Work task:
Please quote exactly the lines below from the line containing "use tracing::info;" to the line containing "pub fn accounts(&mut", both lines included, and nothing else.

Dataset:
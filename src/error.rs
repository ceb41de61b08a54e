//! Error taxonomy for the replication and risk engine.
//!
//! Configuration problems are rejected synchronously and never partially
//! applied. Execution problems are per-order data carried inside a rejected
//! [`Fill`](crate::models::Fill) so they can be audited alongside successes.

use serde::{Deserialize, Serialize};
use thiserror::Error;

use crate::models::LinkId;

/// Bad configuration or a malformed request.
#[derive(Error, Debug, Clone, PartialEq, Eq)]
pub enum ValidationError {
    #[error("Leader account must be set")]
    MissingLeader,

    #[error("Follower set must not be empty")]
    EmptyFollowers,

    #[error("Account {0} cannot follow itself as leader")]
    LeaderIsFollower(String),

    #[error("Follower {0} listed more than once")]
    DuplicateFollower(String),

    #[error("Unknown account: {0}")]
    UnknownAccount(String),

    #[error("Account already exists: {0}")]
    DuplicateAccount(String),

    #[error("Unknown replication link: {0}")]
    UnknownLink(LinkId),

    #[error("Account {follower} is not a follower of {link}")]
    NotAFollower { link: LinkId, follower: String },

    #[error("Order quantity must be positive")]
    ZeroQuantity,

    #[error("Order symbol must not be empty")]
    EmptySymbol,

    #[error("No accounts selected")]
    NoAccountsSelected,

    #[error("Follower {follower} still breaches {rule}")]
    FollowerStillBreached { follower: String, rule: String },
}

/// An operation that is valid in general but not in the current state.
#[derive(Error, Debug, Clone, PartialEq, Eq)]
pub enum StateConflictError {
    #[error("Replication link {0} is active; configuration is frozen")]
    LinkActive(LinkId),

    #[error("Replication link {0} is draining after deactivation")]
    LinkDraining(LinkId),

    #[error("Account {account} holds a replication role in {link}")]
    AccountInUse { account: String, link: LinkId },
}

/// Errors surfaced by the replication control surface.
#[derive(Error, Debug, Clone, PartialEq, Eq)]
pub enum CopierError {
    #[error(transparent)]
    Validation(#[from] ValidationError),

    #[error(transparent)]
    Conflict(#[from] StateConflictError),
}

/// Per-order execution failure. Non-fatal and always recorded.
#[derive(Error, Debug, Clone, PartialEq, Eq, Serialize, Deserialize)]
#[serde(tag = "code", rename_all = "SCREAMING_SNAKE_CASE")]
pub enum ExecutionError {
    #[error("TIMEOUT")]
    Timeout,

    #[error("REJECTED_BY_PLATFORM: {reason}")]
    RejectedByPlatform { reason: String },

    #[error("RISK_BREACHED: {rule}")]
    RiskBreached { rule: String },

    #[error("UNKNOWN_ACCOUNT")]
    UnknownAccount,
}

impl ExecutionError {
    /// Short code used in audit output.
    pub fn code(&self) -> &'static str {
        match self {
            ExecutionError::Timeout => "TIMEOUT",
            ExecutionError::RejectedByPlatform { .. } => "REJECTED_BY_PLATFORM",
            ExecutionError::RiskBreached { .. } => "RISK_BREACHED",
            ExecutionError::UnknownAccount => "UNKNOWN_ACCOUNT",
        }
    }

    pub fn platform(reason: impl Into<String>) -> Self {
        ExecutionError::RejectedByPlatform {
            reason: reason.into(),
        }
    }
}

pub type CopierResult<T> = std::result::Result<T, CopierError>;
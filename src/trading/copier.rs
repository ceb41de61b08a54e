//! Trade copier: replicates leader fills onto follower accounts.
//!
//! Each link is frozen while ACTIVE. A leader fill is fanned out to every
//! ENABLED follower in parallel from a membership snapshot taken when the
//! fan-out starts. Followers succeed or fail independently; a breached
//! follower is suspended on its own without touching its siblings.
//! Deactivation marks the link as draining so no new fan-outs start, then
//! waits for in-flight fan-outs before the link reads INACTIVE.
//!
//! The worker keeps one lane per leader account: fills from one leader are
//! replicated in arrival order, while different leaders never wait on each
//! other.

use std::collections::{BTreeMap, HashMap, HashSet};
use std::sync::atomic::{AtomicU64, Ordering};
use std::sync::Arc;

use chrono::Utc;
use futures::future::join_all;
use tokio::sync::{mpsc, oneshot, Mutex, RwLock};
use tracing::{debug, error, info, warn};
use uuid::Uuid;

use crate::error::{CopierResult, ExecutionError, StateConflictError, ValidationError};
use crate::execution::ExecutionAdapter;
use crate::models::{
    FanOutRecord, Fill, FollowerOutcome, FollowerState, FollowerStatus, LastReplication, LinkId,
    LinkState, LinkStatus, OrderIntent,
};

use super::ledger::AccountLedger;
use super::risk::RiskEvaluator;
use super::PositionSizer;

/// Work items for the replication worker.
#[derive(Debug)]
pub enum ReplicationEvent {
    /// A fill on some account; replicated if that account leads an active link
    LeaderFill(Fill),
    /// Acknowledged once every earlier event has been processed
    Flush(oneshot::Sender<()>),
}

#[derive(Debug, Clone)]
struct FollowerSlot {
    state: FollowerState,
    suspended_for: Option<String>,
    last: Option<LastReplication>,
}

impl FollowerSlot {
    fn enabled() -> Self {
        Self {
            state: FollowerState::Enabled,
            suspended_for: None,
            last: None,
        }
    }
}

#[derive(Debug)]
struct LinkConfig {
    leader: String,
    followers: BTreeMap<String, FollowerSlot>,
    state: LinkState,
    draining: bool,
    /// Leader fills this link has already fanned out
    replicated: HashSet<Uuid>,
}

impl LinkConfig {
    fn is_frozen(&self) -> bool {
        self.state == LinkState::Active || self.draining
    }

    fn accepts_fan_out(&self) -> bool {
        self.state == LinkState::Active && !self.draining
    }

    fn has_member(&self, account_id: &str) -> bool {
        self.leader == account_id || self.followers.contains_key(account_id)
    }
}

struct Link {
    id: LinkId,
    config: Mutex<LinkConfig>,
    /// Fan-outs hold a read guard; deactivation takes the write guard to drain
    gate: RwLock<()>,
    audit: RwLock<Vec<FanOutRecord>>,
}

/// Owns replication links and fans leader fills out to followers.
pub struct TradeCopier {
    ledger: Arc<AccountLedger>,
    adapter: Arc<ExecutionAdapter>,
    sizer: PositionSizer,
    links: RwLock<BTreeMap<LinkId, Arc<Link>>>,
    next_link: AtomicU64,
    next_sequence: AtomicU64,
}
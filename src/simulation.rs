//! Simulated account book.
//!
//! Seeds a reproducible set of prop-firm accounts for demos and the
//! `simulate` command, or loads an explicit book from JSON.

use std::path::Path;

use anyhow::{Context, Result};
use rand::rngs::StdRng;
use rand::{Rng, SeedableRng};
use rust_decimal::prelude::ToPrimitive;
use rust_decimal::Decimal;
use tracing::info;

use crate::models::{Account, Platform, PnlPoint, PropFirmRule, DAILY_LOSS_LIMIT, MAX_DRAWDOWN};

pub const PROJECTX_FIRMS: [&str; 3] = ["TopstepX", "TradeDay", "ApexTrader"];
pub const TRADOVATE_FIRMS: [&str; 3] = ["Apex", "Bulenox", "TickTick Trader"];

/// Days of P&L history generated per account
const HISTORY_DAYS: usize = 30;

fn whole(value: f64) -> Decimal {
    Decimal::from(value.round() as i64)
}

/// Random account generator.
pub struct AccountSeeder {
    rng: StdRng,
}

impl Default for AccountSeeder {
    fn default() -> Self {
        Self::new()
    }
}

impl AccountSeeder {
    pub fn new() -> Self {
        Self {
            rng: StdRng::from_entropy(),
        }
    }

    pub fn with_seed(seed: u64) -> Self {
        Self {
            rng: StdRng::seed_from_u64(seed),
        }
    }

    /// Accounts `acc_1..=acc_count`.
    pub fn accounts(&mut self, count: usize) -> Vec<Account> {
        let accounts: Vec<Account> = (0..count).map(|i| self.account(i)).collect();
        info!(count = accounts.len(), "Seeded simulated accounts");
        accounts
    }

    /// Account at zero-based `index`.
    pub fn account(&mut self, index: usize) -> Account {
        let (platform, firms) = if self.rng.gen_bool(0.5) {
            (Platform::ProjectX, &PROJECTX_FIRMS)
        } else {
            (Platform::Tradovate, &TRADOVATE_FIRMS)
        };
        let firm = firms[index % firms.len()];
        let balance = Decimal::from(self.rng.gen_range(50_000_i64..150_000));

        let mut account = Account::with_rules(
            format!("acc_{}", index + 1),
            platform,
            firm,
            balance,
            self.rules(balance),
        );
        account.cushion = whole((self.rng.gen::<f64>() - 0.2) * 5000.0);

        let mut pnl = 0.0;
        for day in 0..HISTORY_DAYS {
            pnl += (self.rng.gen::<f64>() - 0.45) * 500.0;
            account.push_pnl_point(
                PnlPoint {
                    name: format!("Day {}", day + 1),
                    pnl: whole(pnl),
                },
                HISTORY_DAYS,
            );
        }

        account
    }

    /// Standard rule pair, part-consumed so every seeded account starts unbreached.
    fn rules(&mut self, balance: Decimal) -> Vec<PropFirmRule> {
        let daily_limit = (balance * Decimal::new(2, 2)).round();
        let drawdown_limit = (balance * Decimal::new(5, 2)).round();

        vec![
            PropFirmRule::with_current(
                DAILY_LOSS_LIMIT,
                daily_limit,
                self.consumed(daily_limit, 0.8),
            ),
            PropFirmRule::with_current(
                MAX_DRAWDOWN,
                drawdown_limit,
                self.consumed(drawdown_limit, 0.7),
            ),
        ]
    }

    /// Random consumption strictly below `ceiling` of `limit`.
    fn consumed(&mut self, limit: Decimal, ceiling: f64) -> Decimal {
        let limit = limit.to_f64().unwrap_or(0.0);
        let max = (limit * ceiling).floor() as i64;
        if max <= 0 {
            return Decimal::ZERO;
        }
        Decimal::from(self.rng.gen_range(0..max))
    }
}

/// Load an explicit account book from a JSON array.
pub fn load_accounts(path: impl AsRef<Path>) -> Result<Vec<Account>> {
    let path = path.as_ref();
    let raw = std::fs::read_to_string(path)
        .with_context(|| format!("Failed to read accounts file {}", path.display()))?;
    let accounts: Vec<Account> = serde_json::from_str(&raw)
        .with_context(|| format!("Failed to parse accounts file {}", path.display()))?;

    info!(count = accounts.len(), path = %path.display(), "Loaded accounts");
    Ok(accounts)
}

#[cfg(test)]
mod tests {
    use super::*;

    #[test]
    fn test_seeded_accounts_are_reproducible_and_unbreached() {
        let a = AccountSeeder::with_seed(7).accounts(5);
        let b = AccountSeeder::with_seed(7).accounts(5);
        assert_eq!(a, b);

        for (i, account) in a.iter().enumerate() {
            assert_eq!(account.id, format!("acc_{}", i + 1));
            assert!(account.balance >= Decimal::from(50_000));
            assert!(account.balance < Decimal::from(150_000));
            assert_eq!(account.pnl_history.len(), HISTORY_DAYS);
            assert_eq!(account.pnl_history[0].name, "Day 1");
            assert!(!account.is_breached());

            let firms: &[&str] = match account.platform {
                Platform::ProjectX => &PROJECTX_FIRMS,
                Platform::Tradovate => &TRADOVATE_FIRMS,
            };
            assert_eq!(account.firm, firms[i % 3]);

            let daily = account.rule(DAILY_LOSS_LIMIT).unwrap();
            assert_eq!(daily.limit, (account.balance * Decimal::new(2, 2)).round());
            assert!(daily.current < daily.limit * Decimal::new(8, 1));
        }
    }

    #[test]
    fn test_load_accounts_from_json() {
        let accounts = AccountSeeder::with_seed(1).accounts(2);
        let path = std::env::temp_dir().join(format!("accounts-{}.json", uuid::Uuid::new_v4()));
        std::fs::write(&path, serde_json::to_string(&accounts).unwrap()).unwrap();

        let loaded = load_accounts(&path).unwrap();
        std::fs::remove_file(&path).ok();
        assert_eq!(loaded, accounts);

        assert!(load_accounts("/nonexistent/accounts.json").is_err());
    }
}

Output of the exercise:
use tracing::info;

use crate::models::{Account, Platform, PnlPoint, PropFirmRule, DAILY_LOSS_LIMIT, MAX_DRAWDOWN};

pub const PROJECTX_FIRMS: [&str; 3] = ["TopstepX", "TradeDay", "ApexTrader"];
pub const TRADOVATE_FIRMS: [&str; 3] = ["Apex", "Bulenox", "TickTick Trader"];

/// Days of P&L history generated per account
const HISTORY_DAYS: usize = 30;

fn whole(value: f64) -> Decimal {
    Decimal::from(value.round() as i64)
}

/// Random account generator.
pub struct AccountSeeder {
    rng: StdRng,
}

impl Default for AccountSeeder {
    fn default() -> Self {
        Self::new()
    }
}

impl AccountSeeder {
    pub fn new() -> Self {
        Self {
            rng: StdRng::from_entropy(),
        }
    }

    pub fn with_seed(seed: u64) -> Self {
        Self {
            rng: StdRng::seed_from_u64(seed),
        }
    }

    /// Accounts `acc_1..=acc_count`.
    pub fn accounts(&mut self, count: usize) -> Vec<Account> {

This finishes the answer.